* **What you should do**
In the listing below, find every line containing "clone" and copy it out.

++++ Provided information

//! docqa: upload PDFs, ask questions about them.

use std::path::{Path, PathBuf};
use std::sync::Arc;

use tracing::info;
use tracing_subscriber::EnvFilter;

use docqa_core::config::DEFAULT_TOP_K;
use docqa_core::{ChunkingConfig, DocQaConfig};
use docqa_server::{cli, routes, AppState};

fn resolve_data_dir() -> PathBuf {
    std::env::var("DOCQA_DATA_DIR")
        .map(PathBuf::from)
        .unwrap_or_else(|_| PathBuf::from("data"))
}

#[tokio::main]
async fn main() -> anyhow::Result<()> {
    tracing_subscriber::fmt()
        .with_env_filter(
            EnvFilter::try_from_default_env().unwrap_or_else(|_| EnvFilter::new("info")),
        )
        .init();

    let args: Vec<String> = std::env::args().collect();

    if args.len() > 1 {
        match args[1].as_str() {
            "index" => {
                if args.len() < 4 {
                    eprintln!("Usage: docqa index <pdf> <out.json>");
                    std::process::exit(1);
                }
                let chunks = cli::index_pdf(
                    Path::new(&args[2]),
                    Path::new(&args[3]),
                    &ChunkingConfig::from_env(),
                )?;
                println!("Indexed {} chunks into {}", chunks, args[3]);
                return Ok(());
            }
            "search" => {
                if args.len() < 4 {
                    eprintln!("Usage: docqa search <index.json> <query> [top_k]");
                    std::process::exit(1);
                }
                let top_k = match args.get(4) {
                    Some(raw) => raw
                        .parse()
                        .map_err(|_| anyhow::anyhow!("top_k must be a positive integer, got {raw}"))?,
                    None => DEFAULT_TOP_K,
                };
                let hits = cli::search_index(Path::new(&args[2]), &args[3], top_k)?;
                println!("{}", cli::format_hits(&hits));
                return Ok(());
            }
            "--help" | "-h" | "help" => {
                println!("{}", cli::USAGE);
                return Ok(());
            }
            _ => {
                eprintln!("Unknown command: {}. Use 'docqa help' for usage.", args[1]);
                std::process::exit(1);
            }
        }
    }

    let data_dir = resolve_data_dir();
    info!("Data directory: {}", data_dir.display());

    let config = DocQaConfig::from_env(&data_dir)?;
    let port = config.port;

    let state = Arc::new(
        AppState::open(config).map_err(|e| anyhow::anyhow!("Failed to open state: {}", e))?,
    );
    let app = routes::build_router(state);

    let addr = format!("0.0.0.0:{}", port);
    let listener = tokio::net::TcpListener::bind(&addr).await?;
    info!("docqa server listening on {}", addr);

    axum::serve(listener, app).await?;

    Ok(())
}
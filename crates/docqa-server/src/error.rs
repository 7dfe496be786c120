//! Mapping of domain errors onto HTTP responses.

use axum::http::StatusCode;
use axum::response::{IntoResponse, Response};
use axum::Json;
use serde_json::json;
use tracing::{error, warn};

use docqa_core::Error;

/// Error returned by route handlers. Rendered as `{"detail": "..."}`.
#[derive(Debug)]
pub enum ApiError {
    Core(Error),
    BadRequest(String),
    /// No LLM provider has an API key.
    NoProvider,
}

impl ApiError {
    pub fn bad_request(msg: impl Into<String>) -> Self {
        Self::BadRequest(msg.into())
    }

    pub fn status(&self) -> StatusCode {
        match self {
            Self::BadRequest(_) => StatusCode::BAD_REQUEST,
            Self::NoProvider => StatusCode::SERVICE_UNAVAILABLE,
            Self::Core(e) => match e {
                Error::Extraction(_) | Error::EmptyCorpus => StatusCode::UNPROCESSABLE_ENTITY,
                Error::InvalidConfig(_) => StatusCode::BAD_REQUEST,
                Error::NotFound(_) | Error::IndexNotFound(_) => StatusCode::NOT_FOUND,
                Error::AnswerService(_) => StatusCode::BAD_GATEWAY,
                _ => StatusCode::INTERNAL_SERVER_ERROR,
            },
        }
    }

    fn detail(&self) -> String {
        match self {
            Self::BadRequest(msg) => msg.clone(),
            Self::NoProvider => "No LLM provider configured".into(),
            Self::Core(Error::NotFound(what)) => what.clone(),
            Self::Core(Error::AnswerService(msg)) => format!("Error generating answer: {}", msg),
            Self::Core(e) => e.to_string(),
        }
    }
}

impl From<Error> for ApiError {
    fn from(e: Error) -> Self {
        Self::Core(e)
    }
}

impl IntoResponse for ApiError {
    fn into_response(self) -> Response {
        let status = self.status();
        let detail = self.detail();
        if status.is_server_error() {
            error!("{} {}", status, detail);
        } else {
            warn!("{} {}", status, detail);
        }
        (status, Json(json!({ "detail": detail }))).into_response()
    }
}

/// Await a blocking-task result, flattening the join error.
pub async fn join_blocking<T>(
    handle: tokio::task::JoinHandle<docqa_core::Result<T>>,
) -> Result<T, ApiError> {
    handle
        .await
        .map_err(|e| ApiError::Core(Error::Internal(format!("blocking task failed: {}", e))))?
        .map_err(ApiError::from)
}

++++++++

* **Response**
            Self::BadRequest(msg) => msg.clone(),
            Self::Core(Error::NotFound(what)) => what.clone(),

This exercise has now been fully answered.